Why Lung Looks Like a Grey Blob Through Ultrasound Scanner
When ultrasound waves travel through the body, most of each wave's energy passes through the tissue. But some of that energy is reflected as an echo. The ultrasound scanner monitors these echoes and creates an image of the tissue that the waves passed through. This happens in microseconds.
But when ultrasound waves hit air, all of the energy is reflected, which is why ultrasound images of the lung tend to look like a big, grey blob, with little useful information for health-care providers.
While there are some techniques that allow users to determine if a patient has pulmonary edema, those techniques still cannot measure the amount of fluid.
Ultrasound waves scatter as they hit air pockets in the lung, or alveoli. When the scattered waves hit other air pockets, it scatters them further.
This process of bouncing around delays the return of an ultrasound's echo to the ultrasound machine. This is the reason why the lung looks like a grey blob to the ultrasound scanner.
All the ultrasound waves take different path by bouncing in different directions as they travel through the lung. So their echoes take different amounts of time to return to the scanner.
By looking at all of the echoes, and how those echoes change over time, Muller and her collaborators were able to calculate the extent to which the space between the air pockets was filled with fluid.
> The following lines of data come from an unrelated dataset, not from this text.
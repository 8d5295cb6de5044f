//! HTTP server using axum.

use crate::config::{ServerConfig, StoreKind};
use crate::handler::UserHandler;
use crate::store::{MemoryUserStore, SharedStore, SqliteUserStore};
use crate::validate::parse_body;
use anyhow::Context;
use axum::{
    body::Bytes,
    extract::{Path, State},
    http::StatusCode,
    response::{IntoResponse, Response},
    routing::get,
    Json, Router,
};
use serde_json::json;
use std::any::Any;
use std::sync::Arc;
use tower_http::catch_panic::CatchPanicLayer;
use tower_http::cors::CorsLayer;
use tower_http::trace::{DefaultMakeSpan, DefaultOnResponse, TraceLayer};
use tracing::Level;

/// Shared state for the server
pub struct AppState {
    pub config: ServerConfig,
    pub users: UserHandler,
}

impl AppState {
    pub fn new(config: ServerConfig, store: SharedStore) -> Arc<Self> {
        Arc::new(Self {
            config,
            users: UserHandler::new(store),
        })
    }
}

/// Open the store selected by the configuration
pub async fn open_store(config: &ServerConfig) -> anyhow::Result<SharedStore> {
    let store: SharedStore = match config.store {
        StoreKind::Sqlite => SqliteUserStore::connect(&config.database_url)
            .await
            .with_context(|| format!("failed to open database {}", config.database_url))?,
        StoreKind::Memory => MemoryUserStore::new(),
    };
    tracing::info!(backend = store.name(), "store ready");
    Ok(store)
}

/// Build the router with all routes and middleware
pub fn app(state: Arc<AppState>) -> Router {
    Router::new()
        .route("/", get(index_handler))
        .route("/health", get(health_handler))
        .route("/users", get(list_users).post(create_user))
        .route(
            "/users/{id}",
            get(get_user).put(update_user).delete(delete_user),
        )
        .fallback(route_not_found)
        .method_not_allowed_fallback(route_not_found)
        .with_state(state)
        .layer(CatchPanicLayer::custom(panic_response))
        .layer(
            TraceLayer::new_for_http()
                .make_span_with(DefaultMakeSpan::new().level(Level::INFO))
                .on_response(DefaultOnResponse::new().level(Level::INFO)),
        )
        .layer(CorsLayer::permissive())
}

/// Run the server until SIGINT/SIGTERM, then drain and close the store
pub async fn run(config: ServerConfig) -> anyhow::Result<()> {
    let store = open_store(&config).await?;
    let addr = config.bind_addr();
    let state = AppState::new(config, store.clone());

    let listener = tokio::net::TcpListener::bind(&addr)
        .await
        .with_context(|| format!("failed to bind {}", addr))?;
    tracing::info!("Listening on http://{}", addr);
    tracing::info!("Health check: http://{}/health", addr);
    tracing::info!("Users API: http://{}/users", addr);

    axum::serve(listener, app(state))
        .with_graceful_shutdown(shutdown_signal())
        .await
        .context("server error")?;

    store.close().await;
    tracing::info!("HTTP server closed");
    Ok(())
}

async fn shutdown_signal() {
    let ctrl_c = async {
        if let Err(e) = tokio::signal::ctrl_c().await {
            tracing::error!("failed to listen for ctrl-c: {}", e);
            std::future::pending::<()>().await;
        }
    };

    #[cfg(unix)]
    let terminate = async {
        match tokio::signal::unix::signal(tokio::signal::unix::SignalKind::terminate()) {
            Ok(mut sig) => {
                sig.recv().await;
            }
            Err(e) => {
                tracing::error!("failed to listen for SIGTERM: {}", e);
                std::future::pending::<()>().await;
            }
        }
    };

    #[cfg(not(unix))]
    let terminate = std::future::pending::<()>();

    tokio::select! {
        _ = ctrl_c => tracing::info!("SIGINT received: closing HTTP server"),
        _ = terminate => tracing::info!("SIGTERM received: closing HTTP server"),
    }
}

async fn index_handler() -> impl IntoResponse {
    Json(json!({
        "message": "Welcome to the users API",
        "endpoints": {
            "health": "GET /health",
            "users": {
                "list": "GET /users",
                "get": "GET /users/:id",
                "create": "POST /users",
                "update": "PUT /users/:id",
                "delete": "DELETE /users/:id"
            }
        }
    }))
}

async fn health_handler(State(state): State<Arc<AppState>>) -> impl IntoResponse {
    Json(json!({
        "status": "ok",
        "timestamp": chrono::Utc::now().to_rfc3339_opts(chrono::SecondsFormat::Millis, true),
        "service": state.config.service_name,
    }))
}

/// GET /users
async fn list_users(State(state): State<Arc<AppState>>) -> Response {
    state.users.list().await.into_response()
}

/// GET /users/{id}
async fn get_user(State(state): State<Arc<AppState>>, Path(id): Path<String>) -> Response {
    state.users.get(&id).await.into_response()
}

/// POST /users
async fn create_user(State(state): State<Arc<AppState>>, body: Bytes) -> Response {
    match parse_body(&body) {
        Ok(value) => state.users.create(&value).await.into_response(),
        Err(e) => e.into_response(),
    }
}

/// PUT /users/{id}
async fn update_user(
    State(state): State<Arc<AppState>>,
    Path(id): Path<String>,
    body: Bytes,
) -> Response {
    state.users.update_raw(&id, &body).await.into_response()
}

/// DELETE /users/{id}
async fn delete_user(State(state): State<Arc<AppState>>, Path(id): Path<String>) -> Response {
    state.users.delete(&id).await.into_response()
}

async fn route_not_found() -> impl IntoResponse {
    (
        StatusCode::NOT_FOUND,
        Json(json!({ "error": "Route not found" })),
    )
}

fn panic_response(err: Box<dyn Any + Send + 'static>) -> Response {
    let message = if let Some(s) = err.downcast_ref::<String>() {
        s.clone()
    } else if let Some(s) = err.downcast_ref::<&str>() {
        s.to_string()
    } else {
        "unknown panic".to_string()
    };
    tracing::error!("handler panicked: {}", message);

    (
        StatusCode::INTERNAL_SERVER_ERROR,
        Json(json!({
            "error": "Internal server error",
            "message": message,
        })),
    )
        .into_response()
}
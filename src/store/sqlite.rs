//! SQLite-backed user store using sqlx.

use super::{StoreError, StoreResult, UserStore};
use crate::model::{NewUser, User, UserPatch};
use sqlx::sqlite::{SqliteConnectOptions, SqlitePool, SqlitePoolOptions};
use std::str::FromStr;
use std::sync::Arc;

const CREATE_TABLE: &str = r#"
CREATE TABLE IF NOT EXISTS users (
    id    INTEGER PRIMARY KEY AUTOINCREMENT,
    name  TEXT NOT NULL,
    email TEXT UNIQUE
)"#;

pub struct SqliteUserStore {
    pool: SqlitePool,
}

impl SqliteUserStore {
    /// Connect to `url` and make sure the `users` table exists.
    ///
    /// In-memory databases live only as long as their connection, so those
    /// get a single connection that is never recycled.
    pub async fn connect(url: &str) -> StoreResult<Arc<Self>> {
        let options = SqliteConnectOptions::from_str(url)
            .map_err(backend)?
            .create_if_missing(true);

        let pool_options = if url.contains(":memory:") {
            SqlitePoolOptions::new()
                .max_connections(1)
                .min_connections(1)
                .idle_timeout(None)
                .max_lifetime(None)
        } else {
            SqlitePoolOptions::new().max_connections(8)
        };

        let pool = pool_options
            .connect_with(options)
            .await
            .map_err(backend)?;
        Self::with_pool(pool).await
    }

    /// Wrap an existing pool
    pub async fn with_pool(pool: SqlitePool) -> StoreResult<Arc<Self>> {
        sqlx::query(CREATE_TABLE)
            .execute(&pool)
            .await
            .map_err(map_err)?;
        tracing::debug!("users table ready");
        Ok(Arc::new(Self { pool }))
    }
}

fn backend(err: sqlx::Error) -> StoreError {
    StoreError::Backend(err.to_string())
}

/// Translate sqlx errors, surfacing unique violations explicitly.
fn map_err(err: sqlx::Error) -> StoreError {
    if let sqlx::Error::Database(db) = &err {
        if db.is_unique_violation() {
            return StoreError::UniqueViolation {
                field: violated_field(db.message()),
            };
        }
    }
    backend(err)
}

// SQLite reports "UNIQUE constraint failed: users.email".
fn violated_field(message: &str) -> String {
    message
        .rsplit_once('.')
        .map(|(_, field)| field.trim().to_string())
        .unwrap_or_else(|| "email".to_string())
}

#[async_trait::async_trait]
impl UserStore for SqliteUserStore {
    fn name(&self) -> &str {
        "sqlite"
    }

    async fn list(&self) -> StoreResult<Vec<User>> {
        sqlx::query_as::<_, User>("SELECT id, name, email FROM users ORDER BY id ASC")
            .fetch_all(&self.pool)
            .await
            .map_err(map_err)
    }

    async fn get(&self, id: i64) -> StoreResult<Option<User>> {
        sqlx::query_as::<_, User>("SELECT id, name, email FROM users WHERE id = ?")
            .bind(id)
            .fetch_optional(&self.pool)
            .await
            .map_err(map_err)
    }

    async fn create(&self, user: NewUser) -> StoreResult<User> {
        sqlx::query_as::<_, User>(
            "INSERT INTO users (name, email) VALUES (?, ?) RETURNING id, name, email",
        )
        .bind(user.name)
        .bind(user.email)
        .fetch_one(&self.pool)
        .await
        .map_err(map_err)
    }

    async fn update(&self, id: i64, patch: UserPatch) -> StoreResult<User> {
        let set_email = patch.email.is_some();
        let email = patch.email.flatten();

        sqlx::query_as::<_, User>(
            "UPDATE users SET \
                name = COALESCE(?, name), \
                email = CASE WHEN ? THEN ? ELSE email END \
             WHERE id = ? \
             RETURNING id, name, email",
        )
        .bind(patch.name)
        .bind(set_email)
        .bind(email)
        .bind(id)
        .fetch_optional(&self.pool)
        .await
        .map_err(map_err)?
        .ok_or(StoreError::NotFound { id })
    }

    async fn delete(&self, id: i64) -> StoreResult<()> {
        let result = sqlx::query("DELETE FROM users WHERE id = ?")
            .bind(id)
            .execute(&self.pool)
            .await
            .map_err(map_err)?;

        if result.rows_affected() == 0 {
            return Err(StoreError::NotFound { id });
        }
        Ok(())
    }

    async fn close(&self) {
        self.pool.close().await;
    }
}

#[cfg(test)]
mod tests {
    use super::*;

    async fn store() -> Arc<SqliteUserStore> {
        SqliteUserStore::connect("sqlite::memory:").await.unwrap()
    }

    fn new_user(name: &str, email: Option<&str>) -> NewUser {
        NewUser {
            name: name.to_string(),
            email: email.map(str::to_string),
        }
    }

    #[test]
    fn test_violated_field() {
        assert_eq!(
            violated_field("UNIQUE constraint failed: users.email"),
            "email"
        );
        assert_eq!(violated_field("UNIQUE constraint failed"), "email");
    }

    #[tokio::test]
    async fn test_create_and_get() {
        let store = store().await;
        let created = store.create(new_user("Ann", None)).await.unwrap();
        assert_eq!(created.name, "Ann");
        assert!(created.email.is_none());

        let fetched = store.get(created.id).await.unwrap().unwrap();
        assert_eq!(fetched, created);
    }

    #[tokio::test]
    async fn test_unique_email_is_reported() {
        let store = store().await;
        store.create(new_user("Bo", Some("x@y.com"))).await.unwrap();

        let err = store
            .create(new_user("Bo", Some("x@y.com")))
            .await
            .unwrap_err();
        assert_eq!(
            err,
            StoreError::UniqueViolation {
                field: "email".to_string()
            }
        );
    }

    #[tokio::test]
    async fn test_update_to_taken_email_is_reported() {
        let store = store().await;
        store.create(new_user("A", Some("a@x.io"))).await.unwrap();
        let b = store.create(new_user("B", Some("b@x.io"))).await.unwrap();

        let err = store
            .update(
                b.id,
                UserPatch {
                    name: Some("Bee".to_string()),
                    email: Some(Some("a@x.io".to_string())),
                },
            )
            .await
            .unwrap_err();
        assert_eq!(
            err,
            StoreError::UniqueViolation {
                field: "email".to_string()
            }
        );

        // the failed write leaves the row untouched
        let unchanged = store.get(b.id).await.unwrap().unwrap();
        assert_eq!(unchanged, b);
    }

    #[tokio::test]
    async fn test_null_emails_do_not_conflict() {
        let store = store().await;
        store.create(new_user("A", None)).await.unwrap();
        store.create(new_user("B", None)).await.unwrap();
        assert_eq!(store.list().await.unwrap().len(), 2);
    }

    #[tokio::test]
    async fn test_partial_update() {
        let store = store().await;
        let user = store.create(new_user("Ann", Some("a@b.c"))).await.unwrap();

        let renamed = store
            .update(
                user.id,
                UserPatch {
                    name: Some("Anna".to_string()),
                    email: None,
                },
            )
            .await
            .unwrap();
        assert_eq!(renamed.name, "Anna");
        assert_eq!(renamed.email.as_deref(), Some("a@b.c"));

        let cleared = store
            .update(
                user.id,
                UserPatch {
                    name: None,
                    email: Some(None),
                },
            )
            .await
            .unwrap();
        assert_eq!(cleared.name, "Anna");
        assert!(cleared.email.is_none());
    }

    #[tokio::test]
    async fn test_update_and_delete_missing() {
        let store = store().await;
        assert_eq!(
            store.update(42, UserPatch::default()).await.unwrap_err(),
            StoreError::NotFound { id: 42 }
        );
        assert_eq!(
            store.delete(42).await.unwrap_err(),
            StoreError::NotFound { id: 42 }
        );
    }

    #[tokio::test]
    async fn test_delete_then_ids_keep_growing() {
        let store = store().await;
        let a = store.create(new_user("A", None)).await.unwrap();
        store.delete(a.id).await.unwrap();
        assert!(store.get(a.id).await.unwrap().is_none());

        let b = store.create(new_user("B", None)).await.unwrap();
        assert!(b.id > a.id);
    }
}
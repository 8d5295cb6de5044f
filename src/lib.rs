//! users-api - HTTP CRUD service for a single user resource
//!
//! This library provides the handler, validation, storage backends and
//! router used by the `users-api` binary.

pub mod config;
pub mod envelope;
pub mod error;
pub mod handler;
pub mod model;
pub mod server;
pub mod store;
pub mod validate;

// Re-export Args for the binary
pub use config::Args;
Two sets of experiments using rats and rat lung tissue were conducted to test their approach.
In the first set, researchers used rat lung tissue that had been injected with saline solution to mimic fluid-filled lung tissue. They were able to quantify the amount of fluid in the lung to within one milliliter, using the new approach.
In the second set, researchers found significant differences between fluid-filled and healthy lungs in rats. The researchers calculated the mean distance between two scattering events or how far an ultrasound wave traveled between two air pockets.
The mean distance in the fluid-filled lungs was 1,040 micrometers, whereas the mean distance in healthy lungs was only 332 micrometers.
"This is important, because one could potentially track this mean distance value as a way of determining how well pulmonary edema treatment is working," Muller says.
The technique makes use of conventional ultrasound scanning equipment, though the algorithm used by the researchers would need to be incorporated into the ultrasound software.
"Altogether, the cost would likely be comparable to existing ultrasound monitoring applications," Muller says.
The findings are published in the journal Ultrasound in Medicine & Biology.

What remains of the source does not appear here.